Problem details » Nothing but the lines from the one containing "counts as climbing" through the one containing "let p = Fix::new(42.0, -71.0, 100.0);", both included, should be given again, each exactly as written below.

Stored records

::::::::::

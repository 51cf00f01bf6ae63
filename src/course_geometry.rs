/// COURSE GEOMETRY & GRADIENT ANALYZER
///
/// Distance, gradient, climb and direction figures for a closed, smoothed
/// lap ring. Everything here is pure: same ring in, same numbers out.

use serde::{Deserialize, Serialize};

use crate::track_loader::Fix;

pub const METRES_PER_MILE: f64 = 1609.34;
pub const FEET_PER_METRE: f64 = 3.28084;

/// Gradients with a magnitude under this read as flat.
const FLAT_GRADIENT_PERCENT: f64 = 0.01;

/// Travel direction around the ring.
#[derive(Debug, Clone, Copy, PartialEq, Eq, Serialize, Deserialize)]
pub enum Orientation {
    #[serde(rename = "Clockwise")]
    Clockwise,
    #[serde(rename = "Counter-Clockwise")]
    CounterClockwise,
}

impl Orientation {
    pub fn label(&self) -> &'static str {
        match self {
            Orientation::Clockwise => "Clockwise",
            Orientation::CounterClockwise => "Counter-Clockwise",
        }
    }
}

impl std::fmt::Display for Orientation {
    fn fmt(&self, f: &mut std::fmt::Formatter<'_>) -> std::fmt::Result {
        f.write_str(self.label())
    }
}

/// Colour step a segment falls into on the course map.
#[derive(Debug, Clone, Copy, PartialEq, Eq, Serialize, Deserialize)]
#[serde(rename_all = "snake_case")]
pub enum GradientBand {
    Flat,
    Descent,  // below -2%
    Level,    // -2% to 2%
    Rolling,  // 2% to 5%
    Climb,    // 5% to 10%
    Steep,    // 10% to 20%
    Wall,     // 20% and up
}

impl GradientBand {
    pub fn classify(gradient_percent: f64) -> Self {
        if gradient_percent.abs() < FLAT_GRADIENT_PERCENT {
            GradientBand::Flat
        } else if gradient_percent < -2.0 {
            GradientBand::Descent
        } else if gradient_percent < 2.0 {
            GradientBand::Level
        } else if gradient_percent < 5.0 {
            GradientBand::Rolling
        } else if gradient_percent < 10.0 {
            GradientBand::Climb
        } else if gradient_percent < 20.0 {
            GradientBand::Steep
        } else {
            GradientBand::Wall
        }
    }
}

/// One step between consecutive ring vertices.
#[derive(Debug, Clone, Copy, PartialEq, Serialize, Deserialize)]
pub struct Segment {
    pub horizontal_m: f64,
    pub gradient_percent: f64,
    pub band: GradientBand,
}

/// Figures derived from one closed ring.
#[derive(Debug, Clone, PartialEq, Serialize, Deserialize)]
pub struct RingAnalysis {
    pub cumulative_distance_m: Vec<f64>,
    pub cumulative_distance_mi: Vec<f64>,
    pub segments: Vec<Segment>,
    pub total_distance_m: f64,
    pub elevation_gain_m: f64,
    pub climb_density_m_per_km: f64,
    /// Over segments with non-zero horizontal distance; `None` if there are none
    pub mean_gradient_percent: Option<f64>,
    pub max_gradient_percent: Option<f64>,
    pub min_gradient_percent: Option<f64>,
    pub orientation: Orientation,
}

/// Grade in percent; zero when there is no horizontal run.
pub fn segment_gradient(rise_m: f64, run_m: f64) -> f64 {
    if run_m == 0.0 {
        0.0
    } else {
        rise_m / run_m * 100.0
    }
}

/// Running geodesic distance, starting at 0.
pub fn cumulative_distance(ring: &[Fix]) -> Vec<f64> {
    let mut distances = Vec::with_capacity(ring.len());
    let mut total = 0.0;
    if !ring.is_empty() {
        distances.push(0.0);
    }
    for w in ring.windows(2) {
        total += w[0].distance_to(&w[1]);
        distances.push(total);
    }
    distances
}

/// Sum of positive elevation steps.
pub fn elevation_gain(elevations: &[f64]) -> f64 {
    elevations
        .windows(2)
        .map(|w| if w[1] > w[0] { w[1] - w[0] } else { 0.0 })
        .sum()
}

/// Metres climbed per kilometre travelled.
pub fn climb_density(gain_m: f64, distance_m: f64) -> f64 {
    let km = distance_m / 1000.0;
    if km == 0.0 {
        0.0
    } else {
        gain_m / km
    }
}

/// Shoelace sum over (lon, lat) treated as a flat (x, y) plane.
///
/// A planar approximation: fine for a criterium-sized loop, not for rings
/// spanning the poles or the antimeridian.
pub fn signed_area(ring: &[(f64, f64)]) -> f64 {
    let n = ring.len();
    (0..n)
        .map(|i| {
            let (lat1, lon1) = ring[i];
            let (lat2, lon2) = ring[(i + 1) % n];
            (lon2 - lon1) * (lat2 + lat1)
        })
        .sum()
}

/// Positive shoelace sum reads as clockwise.
pub fn orientation(ring: &[(f64, f64)]) -> Orientation {
    if signed_area(ring) > 0.0 {
        Orientation::Clockwise
    } else {
        Orientation::CounterClockwise
    }
}

/// Analyzes a closed ring whose `ele` values are already smoothed.
pub fn analyze_ring(ring: &[Fix]) -> RingAnalysis {
    let cumulative_distance_m = cumulative_distance(ring);
    let cumulative_distance_mi = cumulative_distance_m
        .iter()
        .map(|d| d / METRES_PER_MILE)
        .collect();

    let segments: Vec<Segment> = ring
        .windows(2)
        .map(|w| {
            let horizontal_m = w[0].distance_to(&w[1]);
            let gradient_percent = segment_gradient(w[1].ele - w[0].ele, horizontal_m);
            Segment {
                horizontal_m,
                gradient_percent,
                band: GradientBand::classify(gradient_percent),
            }
        })
        .collect();

    let total_distance_m = cumulative_distance_m.last().copied().unwrap_or(0.0);
    let elevations: Vec<f64> = ring.iter().map(|f| f.ele).collect();
    let gain = elevation_gain(&elevations);

    let moving: Vec<f64> = segments
        .iter()
        .filter(|s| s.horizontal_m > 0.0)
        .map(|s| s.gradient_percent)
        .collect();
    let mean = if moving.is_empty() {
        None
    } else {
        Some(moving.iter().sum::<f64>() / moving.len() as f64)
    };
    let max = moving.iter().copied().reduce(f64::max);
    let min = moving.iter().copied().reduce(f64::min);

    let latlon: Vec<(f64, f64)> = ring.iter().map(|f| (f.lat, f.lon)).collect();

    RingAnalysis {
        cumulative_distance_m,
        cumulative_distance_mi,
        segments,
        total_distance_m,
        elevation_gain_m: gain,
        climb_density_m_per_km: climb_density(gain, total_distance_m),
        mean_gradient_percent: mean,
        max_gradient_percent: max,
        min_gradient_percent: min,
        orientation: orientation(&latlon),
    }
}

#[cfg(test)]
mod tests {
    use super::*;

    #[test]
    fn gradient_sign_convention() {
        assert_eq!(segment_gradient(5.0, 100.0), 5.0);
        assert_eq!(segment_gradient(-5.0, 100.0), -5.0);
        assert_eq!(segment_gradient(3.0, 0.0), 0.0);
    }

    #[test]
    fn unit_square_orientation() {
        let ring = [(0.0, 0.0), (0.0, 1.0), (1.0, 1.0), (1.0, 0.0), (0.0, 0.0)];
        assert_eq!(signed_area(&ring), -2.0);
        assert_eq!(orientation(&ring), Orientation::CounterClockwise);

        let reversed: Vec<(f64, f64)> = ring.iter().rev().copied().collect();
        assert_eq!(orientation(&reversed), Orientation::Clockwise);
        // same answer on every call
        assert_eq!(orientation(&ring), orientation(&ring));
    }

    #[test]
    fn gain_counts_only_climbs() {
        assert_eq!(elevation_gain(&[100.0, 103.0, 101.0, 104.0, 90.0]), 6.0);
        assert_eq!(elevation_gain(&[5.0]), 0.0);
    }

    #[test]
    fn climb_density_per_km() {
        assert_eq!(climb_density(12.0, 2000.0), 6.0);
        assert_eq!(climb_density(12.0, 0.0), 0.0);
    }

    #[test]
    fn cumulative_distance_is_monotonic() {
        let ring = vec![
            Fix::new(42.0, -71.0, 0.0),
            Fix::new(42.001, -71.0, 0.0),
            Fix::new(42.001, -71.0, 0.0),
            Fix::new(42.001, -71.001, 0.0),
        ];
        let d = cumulative_distance(&ring);
        assert_eq!(d.len(), 4);
        assert_eq!(d[0], 0.0);
        assert!(d.windows(2).all(|w| w[1] >= w[0]));
        assert_eq!(d[1], d[2]);
    }

    #[test]
    fn degenerate_segment_is_flat_and_excluded() {
        let a = Fix::new(42.0, -71.0, 100.0);
        let dup = Fix::new(42.0, -71.0, 110.0);
        let b = Fix::new(42.0009, -71.0, 105.0);
        let analysis = analyze_ring(&[a, dup, b]);

        assert_eq!(analysis.segments[0].horizontal_m, 0.0);
        assert_eq!(analysis.segments[0].gradient_percent, 0.0);
        assert_eq!(analysis.segments[0].band, GradientBand::Flat);

        let only = analysis.segments[1].gradient_percent;
        assert!(only < 0.0);
        assert_eq!(analysis.mean_gradient_percent, Some(only));
        assert_eq!(analysis.max_gradient_percent, Some(only));
        assert_eq!(analysis.min_gradient_percent, Some(only));
        // the zero-distance jump still counts as climbing
        assert_eq!(analysis.elevation_gain_m, 10.0);
    }

    #[test]
    fn stationary_ring_has_no_gradient_stats() {
        let p = Fix::new(42.0, -71.0, 100.0);
        let analysis = analyze_ring(&[p, p, p]);
        assert_eq!(analysis.total_distance_m, 0.0);
        assert_eq!(analysis.mean_gradient_percent, None);
        assert_eq!(analysis.climb_density_m_per_km, 0.0);
    }

    #[test]
    fn bands_follow_colour_steps() {
        assert_eq!(GradientBand::classify(0.005), GradientBand::Flat);
        assert_eq!(GradientBand::classify(-12.0), GradientBand::Descent);
        assert_eq!(GradientBand::classify(-2.0), GradientBand::Level);
        assert_eq!(GradientBand::classify(1.0), GradientBand::Level);
        assert_eq!(GradientBand::classify(2.0), GradientBand::Rolling);
        assert_eq!(GradientBand::classify(7.5), GradientBand::Climb);
        assert_eq!(GradientBand::classify(15.0), GradientBand::Steep);
        assert_eq!(GradientBand::classify(25.0), GradientBand::Wall);
    }

    #[test]
    fn orientation_serializes_as_label() {
        let json = serde_json::to_string(&Orientation::CounterClockwise).unwrap();
        assert_eq!(json, "\"Counter-Clockwise\"");
        assert_eq!(Orientation::Clockwise.to_string(), "Clockwise");
    }
}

::::::::::

Task response »
        // the zero-distance jump still counts as climbing
        assert_eq!(analysis.elevation_gain_m, 10.0);
    }

    #[test]
    fn stationary_ring_has_no_gradient_stats() {
        let p = Fix::new(42.0, -71.0, 100.0);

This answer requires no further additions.